Comparison of clean models with clean attack traces on different bytes

Figure 5.16: Performance of clean base model compared to transfer learning model on byte 0 and byte 5 with clean attack traces. This plot shows no portability issue when performing an identical cross-device attack. The base model and transfer learning model performed equally well on both byte 0 and byte 5.

The same experiment was repeated to challenge the model by feeding the model noisy attack traces. This is displayed in figure 5.17. It can be concluded that it is possible to do a cross-device attack with noisy attack traces using the base model. Therefore, no portability issue arises here. However, the transfer learning model did not perform as well. Only with a sufficient amount of noisy attack traces is it possible to perform a successful attack. It can be seen that devices H and M where harder to attack using the transfer learning model.

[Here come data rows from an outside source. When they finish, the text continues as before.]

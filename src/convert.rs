//! The per-image conversion pipeline: decode, quantize where needed,
//! encode, serialize, write.

use std::path::{Path, PathBuf};

use lvimg_codec::{ColorFormat, EncodedImage, ImageEncoder};
use serde::Deserialize;
use tracing::info;

use crate::decode::decode_png;
use crate::error::ConvertError;
use crate::quantize::quantize;

/// Which outputs a job produces.
#[derive(Debug, Clone, Copy, PartialEq, Eq, Default, Deserialize, clap::ValueEnum)]
#[serde(rename_all = "snake_case")]
pub enum Emit {
    /// C source array plus descriptor (`.h`)
    #[default]
    CArray,
    /// Binary blob with bit-packed header (`.bin`)
    Bin,
    /// Both outputs
    Both,
}

impl Emit {
    fn wants_c_array(self) -> bool {
        matches!(self, Emit::CArray | Emit::Both)
    }

    fn wants_bin(self) -> bool {
        matches!(self, Emit::Bin | Emit::Both)
    }
}

/// One image conversion, fully resolved.
#[derive(Debug, Clone)]
pub struct ConvertJob {
    /// Input image path
    pub input: PathBuf,
    /// Target color format
    pub format: ColorFormat,
    /// Error-diffusion dithering (true-color formats only)
    pub dither: bool,
    /// Append an alpha byte after each true-color pixel
    pub alpha_byte: bool,
    /// Which outputs to produce
    pub emit: Emit,
    /// Identifier override; defaults to the input file stem
    pub name: Option<String>,
}

impl ConvertJob {
    /// The C identifier and file stem for this job's outputs.
    pub fn output_name(&self) -> String {
        let base = match &self.name {
            Some(name) => name.clone(),
            None => self
                .input
                .file_stem()
                .map(|s| s.to_string_lossy().into_owned())
                .unwrap_or_else(|| "image".to_string()),
        };
        lvimg_codec::sanitize_identifier(&base)
    }

    /// Run the in-memory half of the conversion.
    pub fn encode(&self) -> Result<EncodedImage, ConvertError> {
        let encoder = ImageEncoder::new(self.format)
            .dither(self.dither)
            .alpha_byte(self.alpha_byte);

        let encoded = if self.format.is_raw() {
            // Raw formats carry the encoded file verbatim. Decode only to
            // recover dimensions for the binary header; non-PNG payloads
            // fall back to 0x0.
            let bytes = std::fs::read(&self.input).map_err(|source| ConvertError::Read {
                path: self.input.clone(),
                source,
            })?;
            let (width, height) = match decode_png(&self.input) {
                Ok(img) => {
                    use lvimg_codec::SourceImage;
                    (img.width(), img.height())
                }
                Err(_) => (0, 0),
            };
            encoder.encode_raw(&bytes, width, height)?
        } else if self.format.is_indexed() {
            let image = decode_png(&self.input)?;
            let indexed = quantize(&image, self.format.palette_size())?;
            encoder.encode_indexed(&indexed)?
        } else {
            let image = decode_png(&self.input)?;
            encoder.encode(&image)?
        };

        Ok(encoded)
    }
}

/// Run `job`, writing its outputs into `out_dir`. Returns the files
/// written.
pub fn run_job(job: &ConvertJob, out_dir: &Path) -> Result<Vec<PathBuf>, ConvertError> {
    let name = job.output_name();
    let encoded = job.encode()?;

    if !out_dir.exists() {
        std::fs::create_dir_all(out_dir).map_err(|source| ConvertError::Write {
            path: out_dir.to_path_buf(),
            source,
        })?;
    }

    let mut written = Vec::new();

    if job.emit.wants_c_array() {
        let path = out_dir.join(format!("{name}.h"));
        std::fs::write(&path, encoded.to_c_source(&name)).map_err(|source| {
            ConvertError::Write {
                path: path.clone(),
                source,
            }
        })?;
        written.push(path);
    }

    if job.emit.wants_bin() {
        let path = out_dir.join(format!("{name}.bin"));
        std::fs::write(&path, encoded.to_bin()?).map_err(|source| ConvertError::Write {
            path: path.clone(),
            source,
        })?;
        written.push(path);
    }

    info!(
        input = %job.input.display(),
        format = %job.format,
        outputs = written.len(),
        bytes = encoded.data().len(),
        "converted image"
    );
    Ok(written)
}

Figure 5.17: Performance of clean base model compared to transfer learning model on byte 0 and byte 5 with noisy attack traces. This plot shows it was better to perform the cross-device attack using the base model on both target bytes.

From this, it can be concluded that when the inter-device variations are small, applying transfer learning is unnecessary to enhance the model's performance. It is even better not to apply transfer learning when the attack traces are noisier than the base model. In the appendix B, the plots for each device are displayed separately for clarity.

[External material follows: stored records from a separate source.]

//! PNG decoding into the codec's RGBA raster.
//!
//! Every PNG color type is expanded to 8-bit RGBA here so the rest of the
//! pipeline only ever sees one pixel layout.

use std::fs::File;
use std::path::Path;

use lvimg_codec::{Rgba, RgbaImage};
use tracing::debug;

use crate::error::ConvertError;

/// Decode a PNG file into an [`RgbaImage`].
pub fn decode_png(path: &Path) -> Result<RgbaImage, ConvertError> {
    let file = File::open(path).map_err(|source| ConvertError::Read {
        path: path.to_path_buf(),
        source,
    })?;

    let mut decoder = png::Decoder::new(file);
    // Expand palettes and low bit depths, add alpha from tRNS, drop 16-bit
    // down to 8 so every input reaches us as 8-bit samples.
    decoder.set_transformations(
        png::Transformations::EXPAND | png::Transformations::ALPHA | png::Transformations::STRIP_16,
    );

    let mut reader = decoder.read_info().map_err(|e| ConvertError::Decode {
        path: path.to_path_buf(),
        message: e.to_string(),
    })?;

    let mut buf = vec![0u8; reader.output_buffer_size()];
    let info = reader.next_frame(&mut buf).map_err(|e| ConvertError::Decode {
        path: path.to_path_buf(),
        message: e.to_string(),
    })?;
    buf.truncate(info.buffer_size());

    let pixels = match info.color_type {
        png::ColorType::Rgba => buf
            .chunks_exact(4)
            .map(|px| Rgba::new(px[0], px[1], px[2], px[3]))
            .collect(),
        png::ColorType::Rgb => buf
            .chunks_exact(3)
            .map(|px| Rgba::opaque(px[0], px[1], px[2]))
            .collect(),
        png::ColorType::GrayscaleAlpha => buf
            .chunks_exact(2)
            .map(|px| Rgba::new(px[0], px[0], px[0], px[1]))
            .collect(),
        png::ColorType::Grayscale => buf.iter().map(|&v| Rgba::opaque(v, v, v)).collect(),
        other => {
            return Err(ConvertError::Decode {
                path: path.to_path_buf(),
                message: format!("unexpected color type {other:?} after expansion"),
            })
        }
    };

    debug!(
        path = %path.display(),
        width = info.width,
        height = info.height,
        color_type = ?info.color_type,
        "decoded PNG"
    );
    Ok(RgbaImage::new(info.width, info.height, pixels))
}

#### 5.5 DL-SCA attack with transfer learning on a noisy base model

In the final experiment, we investigate using a model trained on noisy traces. The goal of this experiment is threefold: first, investigate the difference between using the base model and the transfer model to investigate the extent of the portability problem on identical devices when noise is added to the training data. Second, investigate if there is a difference in accuracy by attacking byte 0 or byte 5. Third, investigate how noisy traces influence attack accuracy.

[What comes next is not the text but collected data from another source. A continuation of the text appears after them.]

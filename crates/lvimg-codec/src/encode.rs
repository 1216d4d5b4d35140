//! The conversion entry point: [`ImageEncoder`] drives the per-format
//! packers over a source image and produces an [`EncodedImage`].

use tracing::debug;

use crate::error::CodecError;
use crate::format::ColorFormat;
use crate::image::{IndexedImage, SourceImage};
use crate::pack::{AlphaPacker, IndexedPacker, TrueColorPacker};
use crate::palette::PaletteTable;

/// Conversion builder: target format plus options.
///
/// Configuration methods consume and return `self`; the encode methods take
/// `&self`, so one encoder can convert any number of images. Dithering is
/// on by default and only affects true-color formats. `alpha_byte` appends
/// the source alpha after each true-color pixel (RGB888 always stores its
/// alpha and ignores the flag).
///
/// # Example
///
/// ```
/// use lvimg_codec::{ColorFormat, ImageEncoder, Rgba, RgbaImage};
///
/// let image = RgbaImage::filled(4, 4, Rgba::opaque(128, 128, 128));
/// let encoder = ImageEncoder::new(ColorFormat::TrueColor565).dither(false);
/// let encoded = encoder.encode(&image).unwrap();
///
/// assert_eq!(encoded.data().len(), 4 * 4 * 2);
/// ```
#[derive(Debug, Clone)]
pub struct ImageEncoder {
    format: ColorFormat,
    dither: bool,
    alpha_byte: bool,
}

impl ImageEncoder {
    /// Create an encoder for `format` with dithering enabled and no alpha
    /// byte.
    pub fn new(format: ColorFormat) -> Self {
        Self {
            format,
            dither: true,
            alpha_byte: false,
        }
    }

    /// Enable or disable error-diffusion dithering (true-color only).
    #[inline]
    pub fn dither(mut self, enabled: bool) -> Self {
        self.dither = enabled;
        self
    }

    /// Append the source alpha value after each true-color pixel.
    #[inline]
    pub fn alpha_byte(mut self, enabled: bool) -> Self {
        self.alpha_byte = enabled;
        self
    }

    /// The target format.
    #[inline]
    pub fn format(&self) -> ColorFormat {
        self.format
    }

    /// Encode a decoded RGBA raster.
    ///
    /// Valid for the true-color and alpha formats. Indexed formats need
    /// quantizer output ([`encode_indexed`](Self::encode_indexed)) and raw
    /// formats need the source file bytes ([`encode_raw`](Self::encode_raw)).
    pub fn encode(&self, image: &dyn SourceImage) -> Result<EncodedImage, CodecError> {
        let (width, height) = (image.width(), image.height());

        if self.format.is_true_color() {
            let size = self
                .format
                .data_size(width, height, self.alpha_byte)
                .unwrap_or(0);
            let mut data = vec![0u8; size];
            let mut packer =
                TrueColorPacker::new(self.format, width, self.dither, self.alpha_byte);
            for y in 0..height {
                packer.start_row();
                for x in 0..width {
                    packer.pack(&mut data, image.pixel(x, y), x, y, width);
                }
            }
            debug!(format = %self.format, width, height, bytes = data.len(), "encoded raster");
            return Ok(self.finish(width, height, data));
        }

        if self.format.is_alpha() {
            let size = self.format.data_size(width, height, false).unwrap_or(0);
            let mut data = vec![0u8; size];
            let packer = AlphaPacker::new(self.format, width);
            for y in 0..height {
                for x in 0..width {
                    packer.pack(&mut data, image.pixel(x, y).a, x, y);
                }
            }
            debug!(format = %self.format, width, height, bytes = data.len(), "encoded raster");
            return Ok(self.finish(width, height, data));
        }

        if self.format.is_indexed() {
            return Err(CodecError::PaletteRequired {
                format: self.format,
            });
        }
        if self.format.is_raw() {
            return Err(CodecError::RawSourceRequired {
                format: self.format,
            });
        }
        Err(CodecError::UnsupportedFormat {
            format: self.format,
        })
    }

    /// Encode quantizer output for an indexed format.
    ///
    /// The palette is laid out first (4 bytes per entry, white-filled to
    /// the format's table size), followed by the packed index stream. The
    /// quantizer must not produce more colors than the format can index.
    pub fn encode_indexed(&self, image: &IndexedImage) -> Result<EncodedImage, CodecError> {
        if !self.format.is_indexed() {
            return if self.format.is_aggregate() {
                Err(CodecError::UnsupportedFormat {
                    format: self.format,
                })
            } else {
                Err(CodecError::RgbaSourceRequired {
                    format: self.format,
                })
            };
        }

        let (width, height) = (image.width(), image.height());
        let table = PaletteTable::build(self.format, image.palette())?;

        let size = self.format.data_size(width, height, false).unwrap_or(0);
        let mut data = vec![0u8; size];
        table.write_into(&mut data);

        let packer = IndexedPacker::new(self.format, width);
        for y in 0..height {
            for x in 0..width {
                packer.pack(&mut data, image.index_at(x, y), x, y);
            }
        }
        debug!(
            format = %self.format,
            width,
            height,
            colors = table.color_count(),
            bytes = data.len(),
            "encoded indexed raster"
        );
        Ok(self.finish(width, height, data))
    }

    /// Wrap the source file bytes verbatim for a raw format.
    ///
    /// Raw formats perform no pixel iteration; the dimensions are only
    /// carried into the output metadata (the binary header needs them).
    pub fn encode_raw(
        &self,
        bytes: &[u8],
        width: u32,
        height: u32,
    ) -> Result<EncodedImage, CodecError> {
        if !self.format.is_raw() {
            return if self.format.is_aggregate() {
                Err(CodecError::UnsupportedFormat {
                    format: self.format,
                })
            } else if self.format.is_indexed() {
                Err(CodecError::PaletteRequired {
                    format: self.format,
                })
            } else {
                Err(CodecError::RgbaSourceRequired {
                    format: self.format,
                })
            };
        }
        debug!(format = %self.format, bytes = bytes.len(), "copied raw payload");
        Ok(self.finish(width, height, bytes.to_vec()))
    }

    fn finish(&self, width: u32, height: u32, data: Vec<u8>) -> EncodedImage {
        EncodedImage {
            format: self.format,
            width,
            height,
            alpha_byte: self.alpha_byte,
            data,
        }
    }
}

/// The finished conversion: the packed byte buffer plus the metadata both
/// serializers need.
///
/// For indexed formats the first `palette_size * 4` bytes are the
/// serialized palette; everything after is packed pixel data. For raw
/// formats the buffer is the source file verbatim.
#[derive(Debug, Clone, PartialEq, Eq)]
pub struct EncodedImage {
    format: ColorFormat,
    width: u32,
    height: u32,
    alpha_byte: bool,
    data: Vec<u8>,
}

impl EncodedImage {
    /// The format this buffer was packed for.
    #[inline]
    pub fn format(&self) -> ColorFormat {
        self.format
    }

    /// Image width in pixels.
    #[inline]
    pub fn width(&self) -> u32 {
        self.width
    }

    /// Image height in pixels.
    #[inline]
    pub fn height(&self) -> u32 {
        self.height
    }

    /// Whether true-color pixels carry a trailing alpha byte.
    #[inline]
    pub fn has_alpha_byte(&self) -> bool {
        self.alpha_byte
    }

    /// The packed bytes (palette prefix included for indexed formats).
    #[inline]
    pub fn data(&self) -> &[u8] {
        &self.data
    }

    /// Serialized palette length in bytes (0 for non-indexed formats).
    #[inline]
    pub fn palette_bytes(&self) -> usize {
        self.format.palette_bytes()
    }

    /// The format tag the descriptor advertises.
    ///
    /// Concrete true-color layouts are depth-specific detail the consumer
    /// resolves at compile time, so the descriptor promotes them to the
    /// aggregate tag (with or without alpha). All other formats describe
    /// themselves.
    pub fn descriptor_format(&self) -> ColorFormat {
        if self.format.is_true_color() {
            if self.alpha_byte {
                ColorFormat::TrueColorAlpha
            } else {
                ColorFormat::TrueColor
            }
        } else {
            self.format
        }
    }
}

#### 5.5.1 Results and discussion

*Conclusions.* From figure 5.18, we conclude there is no portability issue when performing a cross-device attack with clean attack traces. This figure also shows that attacking with the finetuned model is equally good on byte 0. This figure shows that devices M and H are harder to attack.

Figure 5.19 shows that the use of noisy attack traces does not influence the base model's performance. This figure also shows that transfer learning did not enhance the model's performance when using noisy attack traces. There is a visible difference in performance on attacking byte 0 compared to attacking byte 5.

Analysis. In figure 5.18, the key rank is displayed when the noisy base model is used. For byte 0, there was not a big difference between the base model's performance compared to the transfer



learning model. The device considered slightly harder to attack was device M.

Figure 5.18: Performance of noisy base model compared to transfer learning model on byte 0 and byte 5 with clean attack traces. This plot shows no portability problem when performing a cross-device attack using the base and transfer learning models trained on added noise.

Adding noise to the attack traces hardly influences the base model's performance, as shown in 5.19. It also did not improve the performance of the transfer learning model. Both target bytes were harder to attack when noise was added. The separate plots of figure 5.18 and 5.19 are displayed in the appendix C.

From this experiment, it can be concluded that adding noise to the data does influence the network's performance. The model's attack byte 0 and byte 5 were different, and attacking with noisy traces did not improve performance compared to attacking with clean traces.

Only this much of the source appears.